CHIME was designed to map the distribution of matter in the Universe, but a complicated kit of extra electronics was added to the design so that it could also detect quick radio bursts. Many in the field had doubts about the telescope’s ability to detect the bursts, according to Spitler, but the current announcement has proven them wrong. Spitler says, “They’re meeting their prediction.” “It’s quite impressive.”
Although the reason for quick radio bursts is still unknown, the CHIME findings seem to support the assumption that there are at least two types. Sixty-one of the 535 discovered were ‘repeaters,’ meaning they emanated from 18 different sites that had previously been seen releasing bursts. The duration of the two types of bursts differs, with one-off events being substantially shorter. Repeaters also have a significantly narrower radio frequency spectrum than one-off bursts.

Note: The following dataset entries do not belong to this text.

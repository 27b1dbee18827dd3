//! Scripted session command.
//!
//! Drives a session service thread from a script file and prints every
//! notification the session emits.

use std::fs;
use std::path::Path;
use std::sync::Arc;
use std::sync::mpsc::{self, Receiver};

use anyhow::{Context, Result};
use bingo_core::{
    BingoConfig, BingoSession, BoardGenerator, ChannelNotifier, Economy, FileLedger,
    HistoryRecorder, InMemoryPointStore, Notification, PointStore, PurchaseOutcome,
    SessionHandle, SessionService, StartOutcome,
};
use tracing::{debug, info};

use crate::cli_utils;
use crate::render;
use crate::script::{self, ScriptCommand};

pub struct PlayOptions<'a> {
    pub catalog: &'a Path,
    pub script: &'a Path,
    pub balance: Option<u64>,
    pub seed: Option<u64>,
    pub record_history: bool,
    pub json: bool,
}

pub fn run(config: &BingoConfig, options: PlayOptions<'_>) -> Result<()> {
    let catalog = cli_utils::load_catalog(options.catalog, config)?;
    let script_content = fs::read_to_string(options.script)
        .with_context(|| format!("failed to read script {}", options.script.display()))?;
    let commands = script::parse_script(&script_content)?;

    let store: Arc<dyn PointStore> = match options.balance {
        Some(balance) => Arc::new(InMemoryPointStore::new(balance)),
        None => {
            let ledger = FileLedger::open(&config.storage.ledger_path, 0)?;
            info!("Using ledger {:?}", ledger.path());
            Arc::new(ledger)
        }
    };

    let (tx, notifications) = mpsc::channel();
    let economy = Economy::new(Arc::clone(&store), config.cost_table());
    let mut session = BingoSession::new(Arc::new(catalog), economy)
        .with_generator(BoardGenerator::new(
            config.board.extreme_center_objective.clone(),
        ))
        .with_notifier(ChannelNotifier::new(tx));
    if let Some(seed) = options.seed {
        session = session.with_seed(seed);
    }
    if options.record_history {
        session = session.with_recorder(HistoryRecorder::new(&config.storage.history_dir));
    }

    let service = SessionService::spawn(session)?;
    let handle = service.handle();

    for command in &commands {
        debug!("Script: {:?}", command);
        execute(&handle, store.as_ref(), command)?;
        // Snapshot is a barrier: all notifications for this command are queued
        handle.snapshot()?;
        print_notifications(&notifications);
    }

    let snapshot = handle.snapshot()?;
    service.shutdown()?;
    print_notifications(&notifications);

    if options.json {
        println!("{}", serde_json::to_string_pretty(&snapshot)?);
    } else {
        println!("{}", render::format_snapshot(&snapshot));
    }
    Ok(())
}

fn execute(handle: &SessionHandle, store: &dyn PointStore, command: &ScriptCommand) -> Result<()> {
    match command {
        ScriptCommand::Start(args) => {
            let outcome = match args {
                Some(a) => handle.start(a.difficulty, a.boosts, a.extra_boost)?,
                None => handle.start_selected()?,
            };
            if let StartOutcome::Started { cost } = outcome {
                println!("> start (paid {})", cost);
            } else {
                println!("> start: {:?}", outcome);
            }
        }
        ScriptCommand::Stop => {
            if !handle.stop()? {
                println!("> stop: no session running");
            }
        }
        ScriptCommand::Quest(id) => handle.quest_completed(*id)?,
        ScriptCommand::Run(id) => handle.run_recorded(*id)?,
        ScriptCommand::Reroll => print_purchase("reroll", handle.reroll_weapon_bonuses()?),
        ScriptCommand::Cart => print_purchase("cart", handle.buy_cart()?),
        ScriptCommand::Deposit(amount) => {
            store.deposit(*amount);
            println!("> deposit {} (balance {})", amount, store.balance());
        }
        ScriptCommand::Select(difficulty) => {
            if !handle.select_difficulty(*difficulty)? {
                println!("> select ignored while running");
            }
        }
        ScriptCommand::Boost(boost) => {
            if !handle.toggle_boost(*boost)? {
                println!("> boost ignored while running");
            }
        }
        ScriptCommand::Extra(enabled) => {
            if !handle.set_extra_boost(*enabled)? {
                println!("> extra ignored while running");
            }
        }
    }
    Ok(())
}

fn print_purchase(what: &str, outcome: PurchaseOutcome) {
    match outcome {
        PurchaseOutcome::Purchased { cost } => println!("> {} (paid {})", what, cost),
        PurchaseOutcome::NoSession => println!("> {}: no session running", what),
        PurchaseOutcome::InsufficientPoints { .. } => {}
    }
}

fn print_notifications(notifications: &Receiver<Notification>) {
    for notification in notifications.try_iter() {
        match notification {
            Notification::StateChanged(_) => {}
            other => println!("  {}", other.message()),
        }
    }
}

Spitler says, “It’s by far the most persuasive proof that there are two populations.”
Until now, the evidence was weak: some astronomers claimed that non-repeating bursts could simply have been repeaters that had not been monitored long enough to burst again. “That doesn’t rule out the possibility that the phenomenon is different,” Masui says.
Fast radio bursts are usually detected after a second or more has passed. However, as signals travel over millions of light-years of space, intergalactic matter tends to disperse radio waves across the spectrum, resulting in a misleadingly long duration. As a result, when compared to higher-frequency waves, lower-frequency waves can arrive at Earth with a delay of several seconds. Researchers have calculated that the emission of a radio burst lasts only milliseconds at the source. During that time, a burst’s source can produce 500 million times more energy than the Sun in the same period.
The size of this wavelength dispersion gives a rough idea of how far the waves had to travel. Except for one event that happened in the Milky Way, all bursts have been shown to originate in other galaxies.
The origin of the bursts appeared to be uniformly distributed over the sky, according to CHIME researchers. Only a few could be linked to a certain galaxy.
THEORIES OF ORIGIN
Researchers have been watching some of the sky locations that have produced bursts in past in recent years, and they’ve observed them recur with regularity in some cases. Spitler and her partners identified a ‘repeater’ in 2016 that has activity cycles that span a day or so, producing numerous bursts per hour, and repeats every 160 days.
This constant repetition may provide some insight into what is triggering the bursts. Repeaters could form when a strongly magnetic neutron star loops around an ordinary star in an elongated orbit, according to Spitler. Bursts could emerge from the neutron star’s magnetic field scattering the very energetic stellar wind as it comes closer to its companion regularly.
Non-repeaters, on the other hand, could be the outcome of catastrophic events like neutron star collisions or magnetic storms in young neutron stars known as magnetars. A known magnetar was linked to the Milky Way occurrence. The discovery of a burst from a ‘globular cluster’ in the galaxy M81, published last month, has put doubt on the magnetar idea. Magnetars are thought to be rare to be found in globular clusters, which are dense groups of very old stars.
Researchers were taken aback when the first fast radio burst was discovered in 2007, and just a few were recognized for many years, according to Masui. Theorists came up with a slew of theories, and it was a running joke that the ideas outweighed the actual happenings. “I don’t think theories will catch up with us,” he adds now that CHIME has reversed the trend. And this is just the beginning: the team has proceeded to discover many more fast radio bursts since those results were gathered and will continue to publish them for years to come.